Última Hora , 17 de Novembro de1951

O consórcio Emilio Fernandez-Gabriel Figueroa deve andar em franca lua-de-mel. Esse casamento, cujos proclamas correram em todas as línguas, teve uma grande fase inicial, produzindo alguns rebentos que, se não davam para ganhar primeiros prêmios em concursos de robustez cinematográfica, podiam ser também considerados dos mais lindos entre os participantes. Assim foi com A pérola e com Enamorada. Depois Figueroa andou passando Fernandez para trás com o diretor americano John Ford, nascendo dessa vigarice um filme de teor místico chamado O fugitivo, que de todo não satisfez o talentoso discípulo mexicano do maior cameraman já produzido por Hollywood - o falecido Gregg Toland. Não se trata de nenhum palpite meu pois eu o soube de boca própria - e aí está meu amigo Di Cavalcanti para testemunhá-lo que se achava presente ao bate-papo, que tive, no México, com o simpático cinegrafista.
 
Eu, para princípio de conversa, não sou cem por cento favorável ao gênero de cinema produzido pelos dois cineastas. Em primeiro lugar porque ambos sofrem, sobretudo Figueroa, por demais a influência de Eisenstein - verdadeiro descobridor plástico este, do cinema mexicano, através de seu grande e criminosamente mutilado filme Que viva México!. A influência de Eisenstein - coisa que acontece com muitos gênios - não é das mais fáceis para o influenciado, de vez que a ciência técnica desse gigante do cinema e minuciosa pesquisa no terreno das artes em geral, e a sua forma [são] uma descoberta absolutamente própria. De modo que, ao ver um filme de Fernandez-Figueroa está a gente a pensar de vez em quando: "Isto aqui é Eisenstein...". E curioso é que essa influência não foi bem absorvida num ponto capital para o cinema: a sua dinâmica.

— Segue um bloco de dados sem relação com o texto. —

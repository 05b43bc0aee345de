use std::fs::File;
use std::path::PathBuf;

use anyhow::Context;
use clap::Parser;
use color_wars::{Replay, Scenario};
use cw_canvas::DrawConfiguration;
use simplelog::{LevelFilter, WriteLogger};

/// Replays a recorded color wars game and prints the draw commands each tick
/// produces, one JSON object per line.
#[derive(Debug, Parser)]
#[command(author, version, about, long_about = None)]
struct Args {
    /// Scenario file (JSON)
    scenario: PathBuf,
    /// Draw configuration (TOML). Defaults to the game's own look.
    #[arg(long, value_name = "FILE")]
    config: Option<PathBuf>,
    /// Write debug logs to debug.log
    #[arg(long)]
    debug: bool,
}

fn main() -> anyhow::Result<()> {
    let args = Args::parse();
    if args.debug {
        setup_logging()?;
    }
    let config = match &args.config {
        Some(path) => DrawConfiguration::load(path)
            .with_context(|| format!("loading draw configuration {:?}", path))?,
        None => DrawConfiguration::default(),
    };
    let scenario = Scenario::load(&args.scenario)
        .with_context(|| format!("loading scenario {:?}", args.scenario))?;

    let stdout = std::io::stdout();
    let mut out = stdout.lock();
    Replay::new(config).run(&scenario, &mut out)
}

fn setup_logging() -> anyhow::Result<()> {
    WriteLogger::init(
        LevelFilter::Debug,
        simplelog::ConfigBuilder::new()
            .set_target_level(LevelFilter::Error)
            .build(),
        File::create("debug.log")?,
    )?;
    Ok(())
}
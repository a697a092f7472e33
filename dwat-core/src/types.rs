//! Domain types for the dashboard reconciler.
//!
//! Remote-side types mirror the Grafana search API (camelCase JSON);
//! repository-side types mirror the `dashboards:` section of a Helm
//! values file (snake_case YAML).

use std::fmt;

use serde::{Deserialize, Deserializer, Serialize};

// ---------------------------------------------------------------------------
// Enums
// ---------------------------------------------------------------------------

/// The `type` field of a search hit.
#[derive(Debug, Clone, PartialEq, Eq, Serialize, Deserialize, Default)]
pub enum DashboardKind {
    #[default]
    #[serde(rename = "dash-db")]
    Dashboard,
    #[serde(rename = "dash-folder")]
    Folder,
    #[serde(other)]
    Other,
}

/// Why a remote dashboard needs a pull request.
#[derive(Debug, Clone, Copy, PartialEq, Eq, Hash)]
pub enum DriftReason {
    /// No entry for the uid in the repository.
    Missing,
    /// The recorded tag sequence differs from the remote one.
    Different,
}

impl DriftReason {
    /// Verb used in pull request bodies.
    pub fn action(self) -> &'static str {
        match self {
            DriftReason::Missing => "adds",
            DriftReason::Different => "updates",
        }
    }
}

impl fmt::Display for DriftReason {
    fn fmt(&self, f: &mut fmt::Formatter<'_>) -> fmt::Result {
        match self {
            DriftReason::Missing => write!(f, "missing"),
            DriftReason::Different => write!(f, "different"),
        }
    }
}

// ---------------------------------------------------------------------------
// Remote side
// ---------------------------------------------------------------------------

/// One hit from the Grafana folder/dashboard search endpoint.
///
/// Grafana sends `null` for some fields on odd hits; those read as empty.
#[derive(Debug, Clone, PartialEq, Eq, Serialize, Deserialize, Default)]
#[serde(rename_all = "camelCase")]
pub struct DashboardSummary {
    #[serde(default, skip_serializing_if = "Option::is_none")]
    pub id: Option<i64>,
    #[serde(default, deserialize_with = "null_as_default")]
    pub uid: String,
    #[serde(default, deserialize_with = "null_as_default")]
    pub title: String,
    #[serde(default, deserialize_with = "null_as_default")]
    pub uri: String,
    #[serde(default, deserialize_with = "null_as_default")]
    pub url: String,
    #[serde(rename = "type", default, deserialize_with = "null_as_default")]
    pub kind: DashboardKind,
    #[serde(default, deserialize_with = "null_as_default")]
    pub tags: Vec<String>,
    #[serde(default, skip_serializing_if = "Option::is_none")]
    pub folder_uid: Option<String>,
    #[serde(default, skip_serializing_if = "Option::is_none")]
    pub folder_title: Option<String>,
}

fn null_as_default<'de, D, T>(deserializer: D) -> Result<T, D::Error>
where
    D: Deserializer<'de>,
    T: Default + Deserialize<'de>,
{
    Ok(Option::<T>::deserialize(deserializer)?.unwrap_or_default())
}

impl DashboardSummary {
    /// Untagged dashboards, folders and hits without a uid are never synced.
    pub fn is_syncable(&self) -> bool {
        !self.uid.is_empty() && self.kind != DashboardKind::Folder && !self.tags.is_empty()
    }
}

/// Remote dashboards keyed by uid, in the order the search returned them.
#[derive(Debug, Clone, PartialEq, Eq, Default)]
pub struct RemoteDashboards {
    entries: Vec<DashboardSummary>,
}

impl RemoteDashboards {
    pub fn new() -> Self {
        Self::default()
    }

    /// Insert by uid. A repeated uid replaces the earlier entry in place.
    pub fn insert(&mut self, summary: DashboardSummary) {
        match self.entries.iter_mut().find(|e| e.uid == summary.uid) {
            Some(existing) => *existing = summary,
            None => self.entries.push(summary),
        }
    }

    pub fn get(&self, uid: &str) -> Option<&DashboardSummary> {
        self.entries.iter().find(|e| e.uid == uid)
    }

    pub fn iter(&self) -> impl Iterator<Item = &DashboardSummary> {
        self.entries.iter()
    }

    pub fn uids(&self) -> Vec<&str> {
        self.entries.iter().map(|e| e.uid.as_str()).collect()
    }

    pub fn len(&self) -> usize {
        self.entries.len()
    }

    pub fn is_empty(&self) -> bool {
        self.entries.is_empty()
    }
}

impl FromIterator<DashboardSummary> for RemoteDashboards {
    fn from_iter<I: IntoIterator<Item = DashboardSummary>>(iter: I) -> Self {
        let mut dashboards = Self::new();
        for summary in iter {
            dashboards.insert(summary);
        }
        dashboards
    }
}

// ---------------------------------------------------------------------------
// Repository side
// ---------------------------------------------------------------------------

/// Folder uid recorded for dashboards living in Grafana's root folder.
pub const DEFAULT_FOLDER_UID: &str = "general";
/// Folder title recorded for dashboards living in Grafana's root folder.
pub const DEFAULT_FOLDER_TITLE: &str = "General";

/// One entry under `dashboards.<uid>` in the values file.
#[derive(Debug, Clone, PartialEq, Eq, Serialize, Deserialize)]
pub struct RecordedDashboard {
    pub title: String,
    pub tags: Vec<String>,
    pub folder_uid: String,
    pub folder_title: String,
    /// The full dashboard model, serialized as a JSON string.
    pub json: String,
}

impl RecordedDashboard {
    /// Build the entry the repository should hold for a remote dashboard.
    pub fn from_remote(
        summary: &DashboardSummary,
        definition: &serde_json::Value,
    ) -> Result<Self, serde_json::Error> {
        Ok(Self {
            title: summary.title.clone(),
            tags: summary.tags.clone(),
            folder_uid: summary
                .folder_uid
                .clone()
                .unwrap_or_else(|| DEFAULT_FOLDER_UID.to_string()),
            folder_title: summary
                .folder_title
                .clone()
                .unwrap_or_else(|| DEFAULT_FOLDER_TITLE.to_string()),
            json: serde_json::to_string(definition)?,
        })
    }
}

/// A remote dashboard that the repository does not reflect.
#[derive(Debug, Clone, PartialEq, Eq)]
pub struct DriftRecord {
    pub reason: DriftReason,
    pub uid: String,
    pub entry: RecordedDashboard,
}

impl DriftRecord {
    /// The single-entry `uid -> entry` mapping this record stands for.
    pub fn to_mapping(&self) -> Result<serde_yaml::Mapping, serde_yaml::Error> {
        let mut mapping = serde_yaml::Mapping::new();
        mapping.insert(
            serde_yaml::Value::String(self.uid.clone()),
            serde_yaml::to_value(&self.entry)?,
        );
        Ok(mapping)
    }

    pub fn commit_message(&self) -> String {
        format!(
            "{}: Update dashboard {} in {}",
            self.reason, self.entry.title, self.entry.folder_title
        )
    }

    pub fn pull_request_title(&self) -> String {
        format!("{}: {}", self.reason, self.entry.title)
    }

    pub fn pull_request_body(&self) -> String {
        format!(
            "This PR {} the Grafana dashboard `{}` (UID: `{}`).",
            self.reason.action(),
            self.entry.title,
            self.uid
        )
    }
}

// ---------------------------------------------------------------------------
// Tests
// ---------------------------------------------------------------------------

O filme de arte deve mover-se, e no caso do binômio mexicano ele nem sempre se move.
 
Mas desta feita o consórcio foi à forra [com] A malquerida, ao contrário da produção corrente que apenas enche as medidas. Baseado no grande clássico mexicano de don Jacinto Benevente foi, o filme, fecundado com amor - e se o seu único defeito ainda é esse estaticismo, essa lentidão cinematográfica, esse mutismo pétreo das imagens - que não deixam de ser um pouco uma imagem do mutismo pétreo do próprio México -; por outro lado tem ele a sustentá-lo uma direção invulgarmente orgânica da parte do Emilio Fernandez e a fotografia fabulosamente bela e bem composta de Gabriel Figueroa.
 
A tragédia que constitui a trama possui uma grande força original que lembra a tragédia grega. Nela as paixões estão sempre presentes, a encher o mundo [e as] criaturas de dor e de sombras.
 
Um excelente filme, que eu aconselho a todos não percam nesses últimos dias. Os três atores principais estão otimamente bem dirigidos - e olhem que eu acho Pedro Armendariz, posto que um grande tipo, um grandissíssimo fiteiro. Dolores del Rio, já com muito pé-de-galinha no canto dos olhos, continua no entanto tão impressionantemente bela que não há palavras para descrever-lhe o rosto maravilhoso. Trata-se fora de qualquer dúvida de uma das coisas mais lindas sob o sol essa mexicana que preferiu lutar no México pelo cinema de sua pátria a vender-se às facilidades comerciais de Hollywood.
 
Gostaria de falar mais do filme - e tenham os seus distribuidores e exibidores o bom gosto de conservá-lo em cartaz por mais uma semana, e eu prometo fazer dele uma grande publicidade gratuita. Pois o filme é bom, e não há nada que eu queira mais do que bons filmes para criticar.